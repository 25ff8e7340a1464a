//! Mode navigation
//!
//! MODE cycles the selected page. UP/DOWN edit the selected page according
//! to its [`ParameterKind`]:
//!
//! | Kind       | UP                          | DOWN                              |
//! |------------|-----------------------------|-----------------------------------|
//! | Duration   | add step                    | subtract step, saturate at floor  |
//! | StepSize   | next ladder rung            | previous ladder rung              |
//! | Flag       | set (or toggle)             | clear (or toggle)                 |
//! | ReadOnly   | nothing                     | nothing                           |

use crate::config::FlagPolicy;
use crate::input::{Button, Presses};
use crate::params::parameter::{ladder_down, ladder_up, Parameter, ParameterKind};
use crate::params::store::ParameterStore;
use crate::state::{ControllerEvent, EventList};
use crate::time::Tick;

/// Edit direction
#[derive(Debug, Clone, Copy, PartialEq, Eq)]
#[cfg_attr(feature = "defmt", derive(defmt::Format))]
pub enum Direction {
    /// UP button
    Up,
    /// DOWN button
    Down,
}

/// Applies button presses to a [`ParameterStore`]
#[derive(Debug, Clone, Copy)]
#[cfg_attr(feature = "defmt", derive(defmt::Format))]
pub struct ModeNavigator {
    flag_policy: FlagPolicy,
}

impl ModeNavigator {
    /// Create a navigator
    pub fn new(flag_policy: FlagPolicy) -> Self {
        Self { flag_policy }
    }

    /// Flag policy in use
    pub fn flag_policy(&self) -> FlagPolicy {
        self.flag_policy
    }

    /// Apply one tick's presses
    ///
    /// UP and DOWN act on the page that was on screen when they were
    /// pressed; MODE is applied last.
    pub fn handle_presses(&self, store: &mut ParameterStore, presses: Presses, events: &mut EventList) {
        if presses.contains(Button::Up) {
            if let Some(event) = self.increment(store) {
                let _ = events.push(event);
            }
        }
        if presses.contains(Button::Down) {
            if let Some(event) = self.decrement(store) {
                let _ = events.push(event);
            }
        }
        if presses.contains(Button::Mode) {
            let _ = events.push(self.select_next(store));
        }
    }

    /// Advance the selected page
    pub fn select_next(&self, store: &mut ParameterStore) -> ControllerEvent {
        ControllerEvent::ModeSelected(store.select_next())
    }

    /// UP on the selected page
    pub fn increment(&self, store: &mut ParameterStore) -> Option<ControllerEvent> {
        self.adjust(store, Direction::Up)
    }

    /// DOWN on the selected page
    pub fn decrement(&self, store: &mut ParameterStore) -> Option<ControllerEvent> {
        self.adjust(store, Direction::Down)
    }

    /// Edit the selected page
    ///
    /// Returns an event only when a value actually changed.
    pub fn adjust(&self, store: &mut ParameterStore, dir: Direction) -> Option<ControllerEvent> {
        let parameter = store.selected();
        match parameter.kind() {
            ParameterKind::Duration => self.adjust_duration(store, parameter, dir),
            ParameterKind::StepSize => self.adjust_step(store, parameter, dir),
            ParameterKind::Flag => self.adjust_flag(store, parameter, dir),
            ParameterKind::ReadOnly => None,
        }
    }

    fn adjust_duration(
        &self,
        store: &mut ParameterStore,
        parameter: Parameter,
        dir: Direction,
    ) -> Option<ControllerEvent> {
        let current = store.duration(parameter)?;
        let step = store.step(parameter)?;
        let target = match dir {
            Direction::Up => current.saturating_add(step),
            // Clamped to the floor by the store
            Direction::Down => current.saturating_sub(step),
        };
        let stored = store.set_duration(parameter, target)?;
        changed_duration(parameter, current, stored)
    }

    fn adjust_step(
        &self,
        store: &mut ParameterStore,
        parameter: Parameter,
        dir: Direction,
    ) -> Option<ControllerEvent> {
        let ladder = parameter.ladder()?;
        let current = store.duration(parameter)?;
        let target = match dir {
            Direction::Up => ladder_up(ladder, current),
            Direction::Down => ladder_down(ladder, current),
        };
        let stored = store.set_duration(parameter, target)?;
        changed_duration(parameter, current, stored)
    }

    fn adjust_flag(
        &self,
        store: &mut ParameterStore,
        parameter: Parameter,
        dir: Direction,
    ) -> Option<ControllerEvent> {
        let current = store.flag(parameter)?;
        let target = match (self.flag_policy, dir) {
            (FlagPolicy::SetClear, Direction::Up) => true,
            (FlagPolicy::SetClear, Direction::Down) => false,
            (FlagPolicy::Toggle, _) => !current,
        };
        if target == current {
            return None;
        }
        store.set_flag(parameter, target)?;
        Some(ControllerEvent::FlagChanged {
            parameter,
            value: target,
        })
    }
}

fn changed_duration(parameter: Parameter, before: Tick, after: Tick) -> Option<ControllerEvent> {
    (before != after).then_some(ControllerEvent::DurationChanged {
        parameter,
        value_ms: after,
    })
}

========================================================================

Exercise objective » Return the lines containing "increment", taking each one from the listing.

Task output »
            if let Some(event) = self.increment(store) {
    pub fn increment(&self, store: &mut ParameterStore) -> Option<ControllerEvent> {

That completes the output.